// Trace and report types for the HTTP validator

use crate::state::{PdaState, StackSymbol};
use serde::{Deserialize, Serialize};
use std::collections::HashMap;

/// Outcome of validating one HTTP message.
#[derive(Debug, Clone, Copy, PartialEq, Eq, Hash, Serialize, Deserialize)]
pub enum Verdict {
    /// Every rule held and the symbol stack fully reduced.
    Valid,

    /// A character-level or stack-discipline rule was violated. Terminal;
    /// no resynchronization is attempted.
    Invalid,

    /// No violation occurred yet, but the message is not finished - more
    /// bytes could still complete it.
    Incomplete,
}

/// One entry in the validator's execution trace.
///
/// An entry is appended for every character consumed and for every stack
/// push or pop, including epsilon (stack-only) actions.
#[derive(Debug, Clone, PartialEq, Eq, Serialize, Deserialize)]
pub struct TraceEntry {
    /// Control state when the entry was recorded.
    pub state: PdaState,

    /// The input character, or `None` for an epsilon action.
    pub input: Option<char>,

    /// Stack top after the action, `None` only if the stack is empty.
    pub stack_top: Option<StackSymbol>,

    /// Short human-readable description of the action.
    pub action: String,

    /// Byte position in the original message.
    pub position: usize,
}

/// Full result of [`HttpValidator::validate`](crate::HttpValidator::validate).
#[derive(Debug, Clone, PartialEq, Serialize, Deserialize)]
pub struct ValidationReport {
    /// Three-valued verdict.
    pub verdict: Verdict,

    /// Ordered execution trace.
    pub trace: Vec<TraceEntry>,

    /// Lowercased header name to trimmed value, frozen once the verdict is
    /// terminal.
    pub headers: HashMap<String, String>,
}
// Builder - trie insertion and failure-link construction
//
// Insertion is O(total pattern length); the failure-link pass is a
// breadth-first traversal of the finished trie, O(trie size). Output sets
// from the failure chain are merged into each node as its link is computed,
// so the scanner never walks fail links to collect matches.

use crate::automaton::{Automaton, NodeId, PatternId, TrieNode, ROOT};
use ahash::AHashSet;
use std::collections::VecDeque;
use tracing::debug;

/// Compiles an ordered list of signature strings into an [`Automaton`].
///
/// Construction never fails: an empty pattern list yields a root-only
/// automaton that matches nothing, and empty-string patterns are accepted
/// but contribute no structure. Patterns are ASCII case-folded during
/// insertion; this is a fixed policy, not configurable.
#[derive(Debug, Default)]
pub struct AutomatonBuilder {
    patterns: Vec<String>,
    seen: AHashSet<String>,
}

impl AutomatonBuilder {
    /// Create an empty builder.
    pub fn new() -> Self {
        Self::default()
    }

    /// Add a single pattern. Exact duplicates of an already-added pattern
    /// are dropped; case variants are kept as distinct patterns.
    pub fn add_pattern(mut self, pattern: impl Into<String>) -> Self {
        let pattern = pattern.into();
        if self.seen.insert(pattern.clone()) {
            self.patterns.push(pattern);
        }
        self
    }

    /// Add patterns in order.
    pub fn add_patterns<I, S>(mut self, patterns: I) -> Self
    where
        I: IntoIterator<Item = S>,
        S: Into<String>,
    {
        for pattern in patterns {
            self = self.add_pattern(pattern);
        }
        self
    }

    /// Number of patterns added so far.
    pub fn pattern_count(&self) -> usize {
        self.patterns.len()
    }

    /// Build the immutable automaton: insert every pattern along a trie
    /// path, then compute failure links breadth-first and merge each node's
    /// failure-target outputs into its own output set.
    pub fn build(self) -> Automaton {
        let mut nodes = vec![TrieNode::new()];

        for (pid, pattern) in self.patterns.iter().enumerate() {
            insert(&mut nodes, pattern, pid as PatternId);
        }

        build_fail_links(&mut nodes);

        debug!(
            patterns = self.patterns.len(),
            nodes = nodes.len(),
            "Built signature automaton"
        );

        Automaton::new(nodes, self.patterns)
    }
}

/// Insert one pattern along a case-folded trie path, creating nodes as
/// needed, and mark the terminal node's output set.
fn insert(nodes: &mut Vec<TrieNode>, pattern: &str, pid: PatternId) {
    if pattern.is_empty() {
        // No path to walk and nothing a scan could ever report.
        return;
    }

    let mut current = ROOT;
    for byte in pattern.bytes().map(|b| b.to_ascii_lowercase()) {
        current = match nodes[current as usize].child(byte) {
            Some(child) => child,
            None => {
                let id = nodes.len() as NodeId;
                nodes.push(TrieNode::new());
                nodes[current as usize].edges.push((byte, id));
                id
            }
        };
    }

    // Case variants of one folded path share a terminal node; each distinct
    // pattern id is still listed once.
    if !nodes[current as usize].outputs.contains(&pid) {
        nodes[current as usize].outputs.push(pid);
    }
}

/// Breadth-first failure-link construction.
///
/// Direct children of the root fail to the root. A deeper node `s`, reached
/// from parent `r` via `byte`, fails to the child on `byte` of the first
/// node along `r`'s failure chain that has such an edge, defaulting to the
/// root. `s.fail`'s outputs are merged into `s` immediately, so matching at
/// `s` reports all suffix matches without re-walking fail links at scan
/// time.
fn build_fail_links(nodes: &mut [TrieNode]) {
    let mut queue = VecDeque::new();

    // Edge lists are frozen at this point; snapshot them so the BFS can
    // mutate fail links and output sets while walking.
    let edges: Vec<Vec<(u8, NodeId)>> = nodes.iter().map(|node| node.edges.to_vec()).collect();

    for &(_, child) in &edges[ROOT as usize] {
        nodes[child as usize].fail = ROOT;
        queue.push_back(child);
    }

    while let Some(r) = queue.pop_front() {
        for &(byte, s) in &edges[r as usize] {
            queue.push_back(s);

            let mut f = nodes[r as usize].fail;
            while f != ROOT && nodes[f as usize].child(byte).is_none() {
                f = nodes[f as usize].fail;
            }
            let fail = nodes[f as usize].child(byte).unwrap_or(ROOT);
            nodes[s as usize].fail = fail;

            let merged: Vec<PatternId> = nodes[fail as usize].outputs.to_vec();
            for pid in merged {
                if !nodes[s as usize].outputs.contains(&pid) {
                    nodes[s as usize].outputs.push(pid);
                }
            }
        }
    }
}

#[cfg(test)]
mod tests {
    use super::*;
    use crate::automaton::ROOT;

    #[test]
    fn test_builder_empty() {
        let automaton = AutomatonBuilder::new().build();
        assert_eq!(automaton.node_count(), 1);
        assert_eq!(automaton.pattern_count(), 0);
    }

    #[test]
    fn test_node_count_bounded_by_pattern_length() {
        let automaton = AutomatonBuilder::new()
            .add_patterns(["he", "she", "his", "hers"])
            .build();

        // Shared prefixes collapse: root + h,e,r,s + s,h,e + i,s = 10.
        assert_eq!(automaton.node_count(), 10);
        assert_eq!(automaton.pattern_count(), 4);
    }

    #[test]
    fn test_duplicate_patterns_intern_once() {
        let automaton = AutomatonBuilder::new()
            .add_patterns(["virus", "virus", "virus"])
            .build();

        assert_eq!(automaton.pattern_count(), 1);

        // Walk to the terminal node and check its output set.
        let mut node = ROOT;
        for byte in b"virus" {
            node = automaton.child(node, *byte).unwrap();
        }
        assert_eq!(automaton.outputs(node).len(), 1);
    }

    #[test]
    fn test_case_variants_share_terminal_node() {
        let automaton = AutomatonBuilder::new()
            .add_patterns(["Virus", "virus"])
            .build();

        assert_eq!(automaton.pattern_count(), 2);

        let mut node = ROOT;
        for byte in b"virus" {
            node = automaton.child(node, *byte).unwrap();
        }
        // Both spellings are recognized at the shared terminal.
        assert_eq!(automaton.outputs(node).len(), 2);
    }

    #[test]
    fn test_empty_string_pattern_is_inert() {
        let automaton = AutomatonBuilder::new().add_pattern("").build();
        assert_eq!(automaton.node_count(), 1);
        assert!(automaton.outputs(ROOT).is_empty());
    }

    #[test]
    fn test_fail_links_point_to_longest_suffix() {
        let automaton = AutomatonBuilder::new()
            .add_patterns(["she", "he"])
            .build();

        // Nodes: root=0, s=1, sh=2, she=3, h=4, he=5.
        let s = automaton.child(ROOT, b's').unwrap();
        let sh = automaton.child(s, b'h').unwrap();
        let she = automaton.child(sh, b'e').unwrap();
        let h = automaton.child(ROOT, b'h').unwrap();
        let he = automaton.child(h, b'e').unwrap();

        assert_eq!(automaton.fail(s), ROOT);
        assert_eq!(automaton.fail(sh), h);
        assert_eq!(automaton.fail(she), he);
    }

    #[test]
    fn test_fail_outputs_merged() {
        let automaton = AutomatonBuilder::new()
            .add_patterns(["she", "he"])
            .build();

        let s = automaton.child(ROOT, b's').unwrap();
        let sh = automaton.child(s, b'h').unwrap();
        let she = automaton.child(sh, b'e').unwrap();

        // "she" ends where "he" also ends; the merge makes both visible
        // without walking the failure chain.
        let outputs: Vec<&str> = automaton
            .outputs(she)
            .iter()
            .map(|&pid| automaton.pattern(pid))
            .collect();
        assert!(outputs.contains(&"she"));
        assert!(outputs.contains(&"he"));
    }

    #[test]
    fn test_build_is_deterministic() {
        let patterns = ["drop table", "union select", "or 1=1", "select"];
        let a = AutomatonBuilder::new().add_patterns(patterns).build();
        let b = AutomatonBuilder::new().add_patterns(patterns).build();

        assert_eq!(a.node_count(), b.node_count());
        assert_eq!(a.export(), b.export());
    }
}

_ABOUT THIS EXERCISE_
Which of the lines in the data contain the string "distinct"? Return each one.

_TASK SOLUTION_
    /// are dropped; case variants are kept as distinct patterns.
    // Case variants of one folded path share a terminal node; each distinct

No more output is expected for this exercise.